WORK ITEM →
Using the data below, output the first line and every line after it up to and including the line containing "feedback for a run.", exactly as written and with nothing added.

(Saved data entries)
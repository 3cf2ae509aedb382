// ABOUTME: Feedback collection handler: validates the payload and forwards it to telemetry.
// ABOUTME: Pure pass-through; no decision logic lives here.

use axum::Json;
use axum::extract::State;
use axum::response::IntoResponse;

use ibis_core::Feedback;

use crate::app_state::SharedState;

/// POST /feedback - collect and log feedback for a run.
pub async fn collect_feedback(
    State(state): State<SharedState>,
    Json(feedback): Json<Feedback>,
) -> impl IntoResponse {
    state.telemetry.record_feedback(&feedback);
    Json(serde_json::json!({ "status": "success" }))
}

RESPONSE →
repository 3cf2ae509aedb382
// ABOUTME: Feedback collection handler: validates the payload and forwards it to telemetry.
// ABOUTME: Pure pass-through; no decision logic lives here.

use axum::Json;
use axum::extract::State;
use axum::response::IntoResponse;

use ibis_core::Feedback;

use crate::app_state::SharedState;

/// POST /feedback - collect and log feedback for a run.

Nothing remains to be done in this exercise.